2

I need to sort array of integers between startIndex to startIndex + 12. This operation is critical for my performance.

What algorithm do you suggest me to use?

Right now I am using Bubble sort and it's not performing so well...

Update: Sorry for missing details. I am working with random arrays. I do this action very often, I am working in Java.

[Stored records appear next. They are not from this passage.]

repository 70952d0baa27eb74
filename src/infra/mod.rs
pub mod email;
pub mod factory;
pub mod repositories;
mod common;

use axum::http::StatusCode;
use common::TestApp;
use serde_json::{json, Value};

async fn comment(app: &TestApp, event_id: &str, author_id: &str, content: &str, parent_id: Option<&str>) -> (StatusCode, Value) {
    app.request("POST", "/api/v1/comments", Some(json!({
        "event_id": event_id,
        "author_id": author_id,
        "content": content,
        "parent_id": parent_id,
    }))).await
}

async fn comment_id(app: &TestApp, event_id: &str, author_id: &str, content: &str, parent_id: Option<&str>) -> String {
    let (status, body) = comment(app, event_id, author_id, content, parent_id).await;
    assert_eq!(status, StatusCode::CREATED, "comment failed: {}", body);
    body["id"].as_str().unwrap().to_string()
}

#[tokio::test]
async fn test_participant_leaves_event() {
    let app = TestApp::new().await;
    let (event_id, edit_id) = app.create_event(Some(1)).await;
    let participant_id = app.join(&event_id, &edit_id, "Ada", "ada@example.org").await;

    let (status, _) = app.request("DELETE", &format!("/api/v1/participants/{}", participant_id), None).await;
    assert_eq!(status, StatusCode::NO_CONTENT);

    let (status, _) = app.request("DELETE", &format!("/api/v1/participants/{}", participant_id), None).await;
    assert_eq!(status, StatusCode::NOT_FOUND);

    // The freed seat can be taken again.
    app.join(&event_id, &edit_id, "Brian", "brian@example.org").await;
}

#[tokio::test]
async fn test_organizer_removes_participant() {
    let app = TestApp::new().await;
    let (event_id, edit_id) = app.create_event(None).await;
    let (_, other_edit_id) = app.create_event(None).await;
    let participant_id = app.join(&event_id, &edit_id, "Ada", "ada@example.org").await;

    let (status, _) = app.request("DELETE", &format!("/api/v1/participants/{}/{}", participant_id, other_edit_id), None).await;
    assert_eq!(status, StatusCode::NOT_FOUND);
    assert_eq!(app.count("participants").await, 1);

    let (status, _) = app.request("DELETE", &format!("/api/v1/participants/{}/{}", participant_id, edit_id), None).await;
    assert_eq!(status, StatusCode::NO_CONTENT);
    assert_eq!(app.count("participants").await, 0);
}

#[tokio::test]
async fn test_removed_participant_takes_comments() {
    let app = TestApp::new().await;
    let (event_id, edit_id) = app.create_event(None).await;
    let ada = app.join(&event_id, &edit_id, "Ada", "ada@example.org").await;
    let brian = app.join(&event_id, &edit_id, "Brian", "brian@example.org").await;

    let root = comment_id(&app, &event_id, &ada, "Who brings drinks?", None).await;
    comment_id(&app, &event_id, &brian, "Me", Some(&root)).await;
    comment_id(&app, &event_id, &brian, "Parking?", None).await;

    let (status, _) = app.request("DELETE", &format!("/api/v1/participants/{}", ada), None).await;
    assert_eq!(status, StatusCode::NO_CONTENT);

    let (_, threads) = app.request("GET", &format!("/api/v1/events/{}/comments", event_id), None).await;
    let threads = threads.as_array().unwrap();
    assert_eq!(threads.len(), 1);
    assert_eq!(threads[0]["content"], "Parking?");
    assert_eq!(app.count("comments").await, 1);
}

#[tokio::test]
async fn test_comment_tree_listing() {
    let app = TestApp::new().await;
    let (event_id, edit_id) = app.create_event(None).await;
    let ada = app.join(&event_id, &edit_id, "Ada", "ada@example.org").await;
    let brian = app.join(&event_id, &edit_id, "Brian", "brian@example.org").await;

    let root = comment_id(&app, &event_id, &ada, "Potluck?", None).await;
    let reply = comment_id(&app, &event_id, &brian, "Salad from me", Some(&root)).await;
    comment_id(&app, &event_id, &ada, "Great", Some(&reply)).await;
    comment_id(&app, &event_id, &brian, "Rain plan?", None).await;

    let (status, threads) = app.request("GET", &format!("/api/v1/events/{}/comments", event_id), None).await;
    assert_eq!(status, StatusCode::OK);
    let threads = threads.as_array().unwrap();
    assert_eq!(threads.len(), 2);
    assert_eq!(threads[0]["content"], "Potluck?");
    assert_eq!(threads[0]["author_name"], "Ada");
    assert_eq!(threads[0]["replies"][0]["author_name"], "Brian");
    assert_eq!(threads[0]["replies"][0]["replies"][0]["content"], "Great");
    assert_eq!(threads[1]["content"], "Rain plan?");

    let raw = serde_json::to_string(threads).unwrap();
    assert!(!raw.contains(&ada), "listing leaked a participant id");

    let (status, _) = app.request("GET", "/api/v1/events/missing/comments", None).await;
    assert_eq!(status, StatusCode::NOT_FOUND);
}

#[tokio::test]
async fn test_comment_rules() {
    let app = TestApp::new().await;
    let (event_id, edit_id) = app.create_event(None).await;
    let (other_event, other_edit) = app.create_event(None).await;
    let ada = app.join(&event_id, &edit_id, "Ada", "ada@example.org").await;
    let outsider = app.join(&other_event, &other_edit, "Olga", "olga@example.org").await;

    let (status, _) = comment(&app, &event_id, &outsider, "Hi", None).await;
    assert_eq!(status, StatusCode::BAD_REQUEST);

    let (status, _) = comment(&app, &event_id, &ada, "   ", None).await;
    assert_eq!(status, StatusCode::BAD_REQUEST);

    let foreign_parent = comment_id(&app, &other_event, &outsider, "Elsewhere", None).await;
    let (status, body) = comment(&app, &event_id, &ada, "Reply", Some(&foreign_parent)).await;
    assert_eq!(status, StatusCode::BAD_REQUEST);
    assert!(body["error"].as_str().unwrap().contains("Parent"));

    let (status, _) = comment(&app, &event_id, &ada, "Reply", Some("no-such-comment")).await;
    assert_eq!(status, StatusCode::BAD_REQUEST);

    let (status, _) = comment(&app, "no-such-event", &ada, "Hi", None).await;
    assert_eq!(status, StatusCode::NOT_FOUND);
}

#[tokio::test]
async fn test_delete_comment_removes_subtree() {
    let app = TestApp::new().await;
    let (event_id, edit_id) = app.create_event(None).await;
    let ada = app.join(&event_id, &edit_id, "Ada", "ada@example.org").await;
    let brian = app.join(&event_id, &edit_id, "Brian", "brian@example.org").await;

    let root = comment_id(&app, &event_id, &ada, "Root", None).await;
    let reply = comment_id(&app, &event_id, &brian, "Reply", Some(&root)).await;
    comment_id(&app, &event_id, &ada, "Nested", Some(&reply)).await;
    let keep = comment_id(&app, &event_id, &brian, "Other thread", None).await;

    // Not the author, not the organizer.
    let (status, _) = app.request("DELETE", &format!("/api/v1/comments/{}/{}", root, brian), None).await;
    assert_eq!(status, StatusCode::NOT_FOUND);
    assert_eq!(app.count("comments").await, 4);

    let (status, _) = app.request("DELETE", &format!("/api/v1/comments/{}/{}", root, ada), None).await;
    assert_eq!(status, StatusCode::NO_CONTENT);
    assert_eq!(app.count("comments").await, 1);

    // The organizer may delete any comment.
    let (status, _) = app.request("DELETE", &format!("/api/v1/comments/{}/{}", keep, edit_id), None).await;
    assert_eq!(status, StatusCode::NO_CONTENT);
    assert_eq!(app.count("comments").await, 0);
}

Update 2: I am not sure that insertion sort is good idea as I am using native arrays and not ArrayList. So I need to implement the insertion by my self or combine it with bubble search some how.

Ilya Gazman
  • 31,250
  • 24
  • 137
  • 216

5 Answers5

8

You can try this sorting network:

http://jgamble.ripco.net/cgi-bin/nw.cgi?inputs=12&algorithm=best&output=svg

It is an optimal configuration for 12 items. That means, minimizing the necessary comparators and depth (consecutive steps if you can work in parallel) of the operation.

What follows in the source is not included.